[GIVEN RECORDS]

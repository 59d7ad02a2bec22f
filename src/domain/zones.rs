//! Fixed 2x2 partition of the grid into environmental zones.
//!
//! Each quadrant bends the rules a little: the top-right makes birth
//! easier, the bottom-left makes survival harder and the bottom-right
//! halves the lifespan. The top-left runs the drawn rules untouched.

use super::rules::MAX_NEIGHBORS;

/// Zones per axis
pub const ZONE_DIVISIONS: usize = 2;

/// One quadrant of the grid
#[derive(Clone, Copy, PartialEq, Eq, Debug, Hash)]
pub enum Zone {
    /// Top-left, no modifier
    Baseline,
    /// Top-right, one extra neighbor counted for birth
    FertileBirth,
    /// Bottom-left, one neighbor fewer counted for survival
    HarshSurvival,
    /// Bottom-right, half the usual lifespan
    FastAging,
}

impl Zone {
    pub const ALL: [Zone; 4] = [Zone::Baseline, Zone::FertileBirth, Zone::HarshSurvival, Zone::FastAging];

    /// Row-major index within the 2x2 layout
    pub const fn id(self) -> usize {
        match self {
            Zone::Baseline => 0,
            Zone::FertileBirth => 1,
            Zone::HarshSurvival => 2,
            Zone::FastAging => 3,
        }
    }

    pub const fn from_id(id: usize) -> Option<Self> {
        match id {
            0 => Some(Zone::Baseline),
            1 => Some(Zone::FertileBirth),
            2 => Some(Zone::HarshSurvival),
            3 => Some(Zone::FastAging),
            _ => None,
        }
    }

    /// Neighbor count used when checking the birth rule
    pub const fn birth_count(self, raw: u8) -> u8 {
        match self {
            Zone::FertileBirth if raw < MAX_NEIGHBORS => raw + 1,
            Zone::FertileBirth => MAX_NEIGHBORS,
            _ => raw,
        }
    }

    /// Neighbor count used when checking the survival rule
    pub const fn survival_count(self, raw: u8) -> u8 {
        match self {
            Zone::HarshSurvival => raw.saturating_sub(1),
            _ => raw,
        }
    }

    /// Lifespan cap for cells in this zone
    pub fn max_age(self, base_max_age: u32) -> u32 {
        match self {
            Zone::FastAging => (base_max_age / 2).max(1),
            _ => base_max_age,
        }
    }
}

/// Maps coordinates to zones for a grid of fixed size
#[derive(Clone, Copy, PartialEq, Eq, Debug)]
pub struct ZoneModel {
    width: usize,
    height: usize,
    base_max_age: u32,
}

impl ZoneModel {
    pub fn new(width: usize, height: usize, base_max_age: u32) -> Self {
        Self {
            width,
            height,
            base_max_age: base_max_age.max(1),
        }
    }

    pub const fn base_max_age(&self) -> u32 {
        self.base_max_age
    }

    /// Equivalent to `floor(x / (width / 2))`, exact for odd sizes too
    pub fn zone_of(&self, x: usize, y: usize) -> Zone {
        debug_assert!(x < self.width && y < self.height, "({x}, {y}) outside {}x{}", self.width, self.height);
        let col = (x * ZONE_DIVISIONS / self.width.max(1)).min(ZONE_DIVISIONS - 1);
        let row = (y * ZONE_DIVISIONS / self.height.max(1)).min(ZONE_DIVISIONS - 1);
        Zone::from_id(row * ZONE_DIVISIONS + col).unwrap_or(Zone::Baseline)
    }

    pub fn max_age_of(&self, x: usize, y: usize) -> u32 {
        self.zone_of(x, y).max_age(self.base_max_age)
    }
}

[/GIVEN RECORDS]

## ABOUT THIS TASK
State the count of lines in the preceding listing that include the string "HarshSurvival". No other words belong in the answer.

## THE COMPLETED TASK
5